Well, I've been in my new place a few months now and I no longer have to make a point of not turning onto my old road - one of the pitfalls of moving only a few blocks. Very Happy We've met many of the neighbours while out and about, walking the dog, getting the mail... even hanging out on the back patio. My daughter and the neighbour kids are equally comfortable at our place or theirs and we've even arranged a ride share to and from football practices.

They say neighbourhoods are not what they used to be, that people don't know the people who live around them beyond waving as they drive by. Part of the fault lies with the transience of people today. We no longer live in the same house and work at the same job for years at a time... we're always looking for bigger and better. Added to this is the design of the modern home, with the automatic garage doors. We drive in, close the doors behind us and walk into the house without even a friendly "hi" to the man next door watering his lawn.

I was fortunate to grow up in a very stable environment.

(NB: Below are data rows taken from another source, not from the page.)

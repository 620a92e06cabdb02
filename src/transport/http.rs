//! # HTTP transport against the upstream messaging API.
//!
//! Classification rules:
//! - `2xx` → [`SendOutcome::Sent`]
//! - `429` → [`SendOutcome::RateLimited`] with the wait taken from the JSON
//!   body's `retry_after` (seconds, possibly fractional) or the `Retry-After`
//!   header, defaulting to 5s when neither parses
//! - `401` → [`SendOutcome::Unauthorized`]
//! - `403` → [`SendOutcome::Forbidden`]
//! - anything else, including transport errors → [`SendOutcome::Transient`]

use std::time::Duration;

use async_trait::async_trait;
use reqwest::StatusCode;

use super::{CredentialCheck, SendOutcome, Transport};

/// Fallback wait when a 429 carries no usable retry hint.
const DEFAULT_RETRY_AFTER: Duration = Duration::from_secs(5);

/// Upper bound on an honored retry hint. The hint is attacker-influenced
/// input; anything past this is treated as nonsense.
const MAX_RETRY_AFTER: Duration = Duration::from_secs(3600);

/// Production transport over the upstream HTTP API.
#[derive(Clone, Debug)]
pub struct HttpTransport {
    client: reqwest::Client,
    base_url: String,
}

impl HttpTransport {
    /// Creates a transport rooted at `base_url` (no trailing slash).
    pub fn new(base_url: impl Into<String>) -> Self {
        Self {
            client: reqwest::Client::new(),
            base_url: base_url.into(),
        }
    }

    /// Creates a transport with a caller-supplied client (custom timeouts,
    /// proxies).
    pub fn with_client(client: reqwest::Client, base_url: impl Into<String>) -> Self {
        Self {
            client,
            base_url: base_url.into(),
        }
    }

    fn url(&self, path: &str) -> String {
        format!("{}{}", self.base_url, path)
    }

    /// Extracts the throttle wait from a 429 response.
    async fn retry_after(response: reqwest::Response) -> Duration {
        let header = response
            .headers()
            .get(reqwest::header::RETRY_AFTER)
            .and_then(|v| v.to_str().ok())
            .and_then(|v| v.parse::<f64>().ok());

        let body = response
            .json::<serde_json::Value>()
            .await
            .ok()
            .and_then(|v| v.get("retry_after").and_then(|r| r.as_f64()));

        Self::clamp_retry_after(body.or(header))
    }

    /// Folds a parsed retry hint into a usable wait. Negative, non-finite, or
    /// overflowing values fall back to the default; honored hints are capped.
    fn clamp_retry_after(secs: Option<f64>) -> Duration {
        secs.and_then(|s| Duration::try_from_secs_f64(s).ok())
            .map(|d| d.min(MAX_RETRY_AFTER))
            .unwrap_or(DEFAULT_RETRY_AFTER)
    }
}

#[async_trait]
impl Transport for HttpTransport {
    async fn deliver(&self, credential: &str, destination: &str, payload: &str) -> SendOutcome {
        let url = self.url(&format!("/channels/{destination}/messages"));
        let result = self
            .client
            .post(&url)
            .header(reqwest::header::AUTHORIZATION, credential)
            .json(&serde_json::json!({ "content": payload }))
            .send()
            .await;

        let response = match result {
            Ok(r) => r,
            Err(e) => {
                return SendOutcome::Transient {
                    error: e.to_string(),
                };
            }
        };

        let status = response.status();
        if status.is_success() {
            return SendOutcome::Sent;
        }
        match status {
            StatusCode::TOO_MANY_REQUESTS => SendOutcome::RateLimited {
                retry_after: Self::retry_after(response).await,
            },
            StatusCode::UNAUTHORIZED => SendOutcome::Unauthorized,
            StatusCode::FORBIDDEN => SendOutcome::Forbidden,
            other => SendOutcome::Transient {
                error: format!("unexpected status {other}"),
            },
        }
    }

    async fn lookup_label(&self, credential: &str, destination: &str) -> Option<String> {
        let url = self.url(&format!("/channels/{destination}"));
        let response = self
            .client
            .get(&url)
            .header(reqwest::header::AUTHORIZATION, credential)
            .send()
            .await
            .ok()?;
        if !response.status().is_success() {
            return None;
        }
        let body = response.json::<serde_json::Value>().await.ok()?;
        body.get("name")
            .and_then(|n| n.as_str())
            .map(str::to_string)
    }

    async fn validate_credential(&self, credential: &str) -> CredentialCheck {
        let url = self.url("/users/@me");
        let response = match self
            .client
            .get(&url)
            .header(reqwest::header::AUTHORIZATION, credential)
            .send()
            .await
        {
            Ok(r) => r,
            Err(_) => return CredentialCheck::default(),
        };
        if !response.status().is_success() {
            return CredentialCheck::default();
        }
        let body = match response.json::<serde_json::Value>().await {
            Ok(b) => b,
            Err(_) => return CredentialCheck::default(),
        };
        CredentialCheck {
            valid: true,
            username: body
                .get("username")
                .and_then(|v| v.as_str())
                .map(str::to_string),
            discriminator: body
                .get("discriminator")
                .and_then(|v| v.as_str())
                .map(str::to_string),
        }
    }
}

#[cfg(test)]
mod tests {
    use super::*;

    #[test]
    fn retry_hint_is_honored_within_the_cap() {
        assert_eq!(
            HttpTransport::clamp_retry_after(Some(3.5)),
            Duration::from_secs_f64(3.5)
        );
        assert_eq!(
            HttpTransport::clamp_retry_after(Some(1_000_000.0)),
            MAX_RETRY_AFTER
        );
    }

    #[test]
    fn absurd_or_invalid_hints_fall_back_to_the_default() {
        assert_eq!(
            HttpTransport::clamp_retry_after(Some(1e300)),
            DEFAULT_RETRY_AFTER
        );
        assert_eq!(
            HttpTransport::clamp_retry_after(Some(f64::NAN)),
            DEFAULT_RETRY_AFTER
        );
        assert_eq!(
            HttpTransport::clamp_retry_after(Some(-1.0)),
            DEFAULT_RETRY_AFTER
        );
        assert_eq!(HttpTransport::clamp_retry_after(None), DEFAULT_RETRY_AFTER);
    }
}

My parents still live in the house we moved into when I was 3, and I lived in my last place for 20 years. We knew all our neighbours because most of them had been there for years too... many are still there.

My new place won't be quite the same. Many people are starting out or downsizing. Others are in the same situation I am... single parent with a couple of kids. I know some will move on and the face of the neighbourhood will be constantly changing, but for now, I'm enjoying getting to know those around me better. Some I know only to smile and say hello to, others I think will become friends.

Shortly after we got back from our holidays and really settled in here, one neighbour brought over a plate of freshly baked cookies and muffins... they were still warm. They drive my son to football on the days I can't and they knock on our door so we can all walk to school together. I hung up my "Welcome" sign between our doors and they water my plants before I get a chance to.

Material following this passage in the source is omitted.